Catalogue of the largest human genetic variants to date announced

Helps to deepen understanding of gene function and discover disease-related genes

  Science and Technology Daily, Beijing, May 31 (Reporter Zhang Mengran) British "Nature", "Nature · Newsletter" "Nature · Medicine" recently published a series of reports from multiple research institutions, focusing on a collection of more than 140,000 The application of the human sample database-the genome aggregation database (gnomAD), which has the largest public catalog of human genetic variants to date, and is a valuable resource for us to deeply understand the function of human genes and discover genes related to new diseases.

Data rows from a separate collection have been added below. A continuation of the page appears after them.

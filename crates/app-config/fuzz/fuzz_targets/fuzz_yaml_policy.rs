//! Fuzz target for YamlParser::parse
//!
//! Arbitrary YAML must never panic the parser, and any table it accepts
//! must satisfy the table invariants.

#![no_main]

use app_config::{PolicyParser, YamlParser};
use core_access::PolicyError;
use libfuzzer_sys::fuzz_target;

fuzz_target!(|data: &str| {
    match YamlParser.parse(data) {
        Ok(table) => {
            assert!(table.validate().is_ok(), "Parsed table failed validation");
            let _ = table.entry_count();
        }
        Err(PolicyError::Serialization(_)) => {}
        Err(other) => panic!("YAML errors are reported as Serialization, got {other:?}"),
    }
});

  The functions of most genes in the human genome are still unknown. One way to reveal the function of genes is to observe the results of mutations in genes. These variants tend to produce undesirable results, but they are usually rare. Large-scale gene sequencing studies can help investigate the effects of these loss-of-function variants, or they can bring important insights into human biological characteristics and diseases.

  In an overview report published by Nature, Conrad Kazewisky, a scientist at the Massachusetts Institute of Technology-Harvard Bod Institute and his colleagues, described a total of 125,748 exomes. And 443,769 predicted loss-of-function variants identified in 15,708 genome-wide sequencing data sets. In view of the fact that these variants are expected to affect the normal functioning of their encoded proteins, the team further evaluated the impact of these variants on physiological functions: whether they had little effect or caused serious health problems. Two other reports published by Nature at the same time used the database to create a library of structural variants, and evaluated the effects of gene deletion, replication, and even reversal.

  Other reports released at the same time explore how to use human loss-of-function variants to evaluate candidate drug targets, improve clinical interpretation of genetic variants, and how to examine specific loss-of-function variants in more detail. For example, Nicola Wiffin and colleagues at the Imperial College London analyzed a variant of a gene associated with increased risk of Parkinson ’s disease, and the results showed that targeting this gene may be a safe treatment.

  Scientists say that the sample size of the gnomAD project is more than double that of its predecessor, and the previous Exome Aggregation Consortium (ExAC) collected more than 60,000 exome data. Kazewski and colleagues also pointed out that they are still far from identifying all the predicted loss-of-function variants in humans. Nevertheless, they believe that this resource can enhance our assessment of rare and common genetic diseases.


  The development of biology and medicine has led scientists to study many diseases directly at the molecular and genetic levels. In-depth study of the human genome has become the key to unlocking the causes of many major diseases. Parkinson's disease, Alzheimer's disease, autism and other series of diseases with complex etiologies are listed here. In addition to finding the cause, deciphering the human genome can also locate important drug targets for the treatment of many diseases, thereby bringing hope for the development of more effective biological drugs and the development of more accurate diagnosis and treatment plans.